[Data excerpts]
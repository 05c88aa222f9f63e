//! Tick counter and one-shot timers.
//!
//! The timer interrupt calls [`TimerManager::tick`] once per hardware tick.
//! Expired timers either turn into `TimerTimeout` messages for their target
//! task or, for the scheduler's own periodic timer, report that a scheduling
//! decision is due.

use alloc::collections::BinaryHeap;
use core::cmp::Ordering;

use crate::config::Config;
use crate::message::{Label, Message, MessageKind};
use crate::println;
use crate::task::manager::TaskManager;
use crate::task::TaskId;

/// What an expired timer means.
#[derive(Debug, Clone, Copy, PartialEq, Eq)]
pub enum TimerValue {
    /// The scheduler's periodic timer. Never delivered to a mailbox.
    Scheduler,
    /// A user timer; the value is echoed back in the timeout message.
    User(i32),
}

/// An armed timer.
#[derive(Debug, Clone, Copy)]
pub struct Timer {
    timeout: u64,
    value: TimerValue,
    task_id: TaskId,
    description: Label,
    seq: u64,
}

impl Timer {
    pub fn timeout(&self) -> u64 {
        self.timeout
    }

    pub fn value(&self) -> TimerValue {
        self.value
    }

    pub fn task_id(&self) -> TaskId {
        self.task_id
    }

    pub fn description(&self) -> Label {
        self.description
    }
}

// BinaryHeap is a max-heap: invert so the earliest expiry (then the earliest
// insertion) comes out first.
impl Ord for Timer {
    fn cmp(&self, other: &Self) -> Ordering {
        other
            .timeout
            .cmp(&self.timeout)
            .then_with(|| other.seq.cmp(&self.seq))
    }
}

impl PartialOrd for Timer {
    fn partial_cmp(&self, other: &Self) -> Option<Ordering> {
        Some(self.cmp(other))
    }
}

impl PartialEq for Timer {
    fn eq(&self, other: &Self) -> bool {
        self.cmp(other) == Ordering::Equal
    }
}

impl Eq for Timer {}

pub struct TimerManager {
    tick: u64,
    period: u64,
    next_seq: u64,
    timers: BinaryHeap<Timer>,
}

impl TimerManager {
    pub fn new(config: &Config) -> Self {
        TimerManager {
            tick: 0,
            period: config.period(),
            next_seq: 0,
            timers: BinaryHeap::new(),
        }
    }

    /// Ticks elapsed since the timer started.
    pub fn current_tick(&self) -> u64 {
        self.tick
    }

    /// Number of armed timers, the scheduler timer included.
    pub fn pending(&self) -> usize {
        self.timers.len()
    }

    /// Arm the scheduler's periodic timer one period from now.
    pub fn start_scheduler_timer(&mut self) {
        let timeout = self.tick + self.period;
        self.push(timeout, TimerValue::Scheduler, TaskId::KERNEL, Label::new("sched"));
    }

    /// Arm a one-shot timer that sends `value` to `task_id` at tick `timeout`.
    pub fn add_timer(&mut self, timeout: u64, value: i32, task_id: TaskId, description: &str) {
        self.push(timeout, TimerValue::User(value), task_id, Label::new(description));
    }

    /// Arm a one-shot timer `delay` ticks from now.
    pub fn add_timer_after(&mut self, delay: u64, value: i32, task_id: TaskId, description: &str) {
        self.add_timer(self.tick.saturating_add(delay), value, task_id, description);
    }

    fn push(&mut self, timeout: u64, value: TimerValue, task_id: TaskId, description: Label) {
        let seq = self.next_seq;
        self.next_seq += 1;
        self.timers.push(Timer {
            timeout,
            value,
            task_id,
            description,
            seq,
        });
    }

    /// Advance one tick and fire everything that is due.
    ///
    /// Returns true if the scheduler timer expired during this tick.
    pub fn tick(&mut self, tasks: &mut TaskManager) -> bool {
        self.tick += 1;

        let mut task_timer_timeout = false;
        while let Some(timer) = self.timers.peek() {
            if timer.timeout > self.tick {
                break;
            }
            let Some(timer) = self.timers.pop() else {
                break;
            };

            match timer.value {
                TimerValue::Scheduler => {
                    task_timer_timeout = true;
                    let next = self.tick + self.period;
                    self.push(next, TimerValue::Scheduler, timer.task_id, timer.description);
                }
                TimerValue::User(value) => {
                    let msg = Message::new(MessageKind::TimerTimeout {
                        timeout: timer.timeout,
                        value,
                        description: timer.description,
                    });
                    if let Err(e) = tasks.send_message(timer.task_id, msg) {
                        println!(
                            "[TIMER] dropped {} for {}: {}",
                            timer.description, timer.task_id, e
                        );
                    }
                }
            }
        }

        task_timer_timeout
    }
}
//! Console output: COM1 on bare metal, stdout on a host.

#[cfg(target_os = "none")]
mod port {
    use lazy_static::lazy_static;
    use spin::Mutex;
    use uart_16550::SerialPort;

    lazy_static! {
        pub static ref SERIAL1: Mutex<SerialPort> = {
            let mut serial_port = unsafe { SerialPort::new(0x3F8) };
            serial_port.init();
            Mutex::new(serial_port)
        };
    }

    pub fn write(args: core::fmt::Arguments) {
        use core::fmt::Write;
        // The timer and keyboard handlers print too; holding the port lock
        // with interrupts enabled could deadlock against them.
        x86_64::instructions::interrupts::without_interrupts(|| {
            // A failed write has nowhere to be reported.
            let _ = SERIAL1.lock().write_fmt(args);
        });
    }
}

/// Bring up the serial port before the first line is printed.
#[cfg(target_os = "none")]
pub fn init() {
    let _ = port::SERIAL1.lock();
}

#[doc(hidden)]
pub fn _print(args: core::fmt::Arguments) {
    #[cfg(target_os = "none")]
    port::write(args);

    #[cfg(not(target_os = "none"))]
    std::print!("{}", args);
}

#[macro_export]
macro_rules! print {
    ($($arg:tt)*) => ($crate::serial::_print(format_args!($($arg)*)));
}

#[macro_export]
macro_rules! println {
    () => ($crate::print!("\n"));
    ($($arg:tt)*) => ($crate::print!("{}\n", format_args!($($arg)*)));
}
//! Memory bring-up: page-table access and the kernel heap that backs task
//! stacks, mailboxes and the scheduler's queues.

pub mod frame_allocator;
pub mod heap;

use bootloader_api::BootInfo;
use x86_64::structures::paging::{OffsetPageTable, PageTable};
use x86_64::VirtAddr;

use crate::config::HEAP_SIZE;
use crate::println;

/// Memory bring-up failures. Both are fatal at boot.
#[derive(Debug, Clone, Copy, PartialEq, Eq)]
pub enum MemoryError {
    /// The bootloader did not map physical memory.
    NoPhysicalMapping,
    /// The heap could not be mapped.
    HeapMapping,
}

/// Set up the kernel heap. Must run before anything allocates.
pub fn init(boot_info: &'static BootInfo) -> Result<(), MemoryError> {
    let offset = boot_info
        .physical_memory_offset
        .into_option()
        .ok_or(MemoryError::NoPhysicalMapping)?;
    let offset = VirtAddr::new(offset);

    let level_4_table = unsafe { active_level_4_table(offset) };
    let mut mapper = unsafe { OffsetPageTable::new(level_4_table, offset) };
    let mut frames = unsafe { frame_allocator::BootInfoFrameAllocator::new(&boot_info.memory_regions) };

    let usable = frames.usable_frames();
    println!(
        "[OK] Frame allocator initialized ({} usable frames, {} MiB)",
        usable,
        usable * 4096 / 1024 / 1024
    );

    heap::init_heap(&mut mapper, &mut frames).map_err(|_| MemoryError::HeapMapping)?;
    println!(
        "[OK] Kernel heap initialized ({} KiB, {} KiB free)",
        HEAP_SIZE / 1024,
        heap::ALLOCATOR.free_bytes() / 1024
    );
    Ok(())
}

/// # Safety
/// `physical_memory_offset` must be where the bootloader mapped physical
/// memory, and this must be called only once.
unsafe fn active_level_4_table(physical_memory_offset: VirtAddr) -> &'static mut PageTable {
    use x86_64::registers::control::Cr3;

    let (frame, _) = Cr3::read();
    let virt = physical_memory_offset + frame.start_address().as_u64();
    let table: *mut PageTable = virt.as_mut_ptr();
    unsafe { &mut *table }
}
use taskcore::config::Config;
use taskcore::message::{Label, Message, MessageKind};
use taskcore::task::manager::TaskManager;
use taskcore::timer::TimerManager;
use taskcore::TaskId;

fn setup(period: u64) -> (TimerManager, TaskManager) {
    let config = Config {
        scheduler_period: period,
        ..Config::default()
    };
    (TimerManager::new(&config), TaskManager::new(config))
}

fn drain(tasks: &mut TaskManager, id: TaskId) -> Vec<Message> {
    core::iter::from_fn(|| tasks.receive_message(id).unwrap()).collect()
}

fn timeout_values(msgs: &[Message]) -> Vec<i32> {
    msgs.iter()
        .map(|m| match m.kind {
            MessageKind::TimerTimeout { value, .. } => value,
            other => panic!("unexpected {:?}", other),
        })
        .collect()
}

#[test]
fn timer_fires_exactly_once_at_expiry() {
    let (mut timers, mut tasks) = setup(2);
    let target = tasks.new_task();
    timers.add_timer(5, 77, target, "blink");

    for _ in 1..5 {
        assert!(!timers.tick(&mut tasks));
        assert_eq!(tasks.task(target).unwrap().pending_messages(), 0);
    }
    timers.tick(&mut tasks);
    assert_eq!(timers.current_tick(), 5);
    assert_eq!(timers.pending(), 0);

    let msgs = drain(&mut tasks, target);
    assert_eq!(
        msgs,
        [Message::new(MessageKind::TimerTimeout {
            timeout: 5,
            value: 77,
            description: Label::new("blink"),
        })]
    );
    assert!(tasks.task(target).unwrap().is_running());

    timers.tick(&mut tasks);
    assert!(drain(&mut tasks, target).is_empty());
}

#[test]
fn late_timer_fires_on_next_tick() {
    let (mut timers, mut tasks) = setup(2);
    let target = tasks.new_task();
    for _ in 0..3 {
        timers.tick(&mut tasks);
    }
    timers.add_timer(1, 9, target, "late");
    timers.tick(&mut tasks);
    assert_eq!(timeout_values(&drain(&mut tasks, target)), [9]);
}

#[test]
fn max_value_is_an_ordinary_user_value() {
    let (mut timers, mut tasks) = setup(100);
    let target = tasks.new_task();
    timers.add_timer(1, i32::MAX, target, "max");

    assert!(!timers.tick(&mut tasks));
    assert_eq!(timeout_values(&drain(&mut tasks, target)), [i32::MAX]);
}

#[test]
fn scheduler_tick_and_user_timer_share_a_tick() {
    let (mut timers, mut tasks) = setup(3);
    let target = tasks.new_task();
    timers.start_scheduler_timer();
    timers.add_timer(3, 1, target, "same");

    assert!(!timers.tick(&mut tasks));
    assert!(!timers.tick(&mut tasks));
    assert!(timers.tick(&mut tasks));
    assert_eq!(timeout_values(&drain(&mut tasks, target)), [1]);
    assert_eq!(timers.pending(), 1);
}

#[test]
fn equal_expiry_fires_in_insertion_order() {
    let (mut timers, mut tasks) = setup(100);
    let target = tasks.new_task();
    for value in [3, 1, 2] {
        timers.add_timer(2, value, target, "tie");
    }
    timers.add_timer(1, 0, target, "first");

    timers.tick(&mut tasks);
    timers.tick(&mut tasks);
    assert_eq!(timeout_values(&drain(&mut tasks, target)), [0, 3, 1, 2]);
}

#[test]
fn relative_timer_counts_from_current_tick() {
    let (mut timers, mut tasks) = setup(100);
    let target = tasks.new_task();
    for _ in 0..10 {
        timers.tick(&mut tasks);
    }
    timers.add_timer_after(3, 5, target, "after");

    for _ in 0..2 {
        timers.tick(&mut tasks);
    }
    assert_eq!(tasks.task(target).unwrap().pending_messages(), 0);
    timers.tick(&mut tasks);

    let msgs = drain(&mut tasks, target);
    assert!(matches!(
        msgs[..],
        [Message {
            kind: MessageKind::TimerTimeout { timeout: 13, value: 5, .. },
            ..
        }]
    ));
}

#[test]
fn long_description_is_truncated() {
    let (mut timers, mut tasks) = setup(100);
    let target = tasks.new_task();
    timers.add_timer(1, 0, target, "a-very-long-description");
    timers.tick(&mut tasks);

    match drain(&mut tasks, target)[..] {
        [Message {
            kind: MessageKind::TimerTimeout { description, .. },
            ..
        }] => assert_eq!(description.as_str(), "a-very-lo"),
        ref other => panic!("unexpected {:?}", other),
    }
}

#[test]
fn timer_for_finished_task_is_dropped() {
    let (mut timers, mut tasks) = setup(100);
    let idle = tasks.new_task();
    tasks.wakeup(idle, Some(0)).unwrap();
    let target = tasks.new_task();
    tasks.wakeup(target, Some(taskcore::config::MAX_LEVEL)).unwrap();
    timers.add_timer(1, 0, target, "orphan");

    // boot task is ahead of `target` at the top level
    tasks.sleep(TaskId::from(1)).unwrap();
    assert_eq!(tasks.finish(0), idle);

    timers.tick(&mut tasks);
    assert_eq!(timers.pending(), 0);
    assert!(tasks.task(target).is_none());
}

◆ WORK ORDER ◆
Scan the entries above. Copy each line that has the string "HeapMapping".

◆ TASK OUTPUT ◆
    HeapMapping,
    heap::init_heap(&mut mapper, &mut frames).map_err(|_| MemoryError::HeapMapping)?;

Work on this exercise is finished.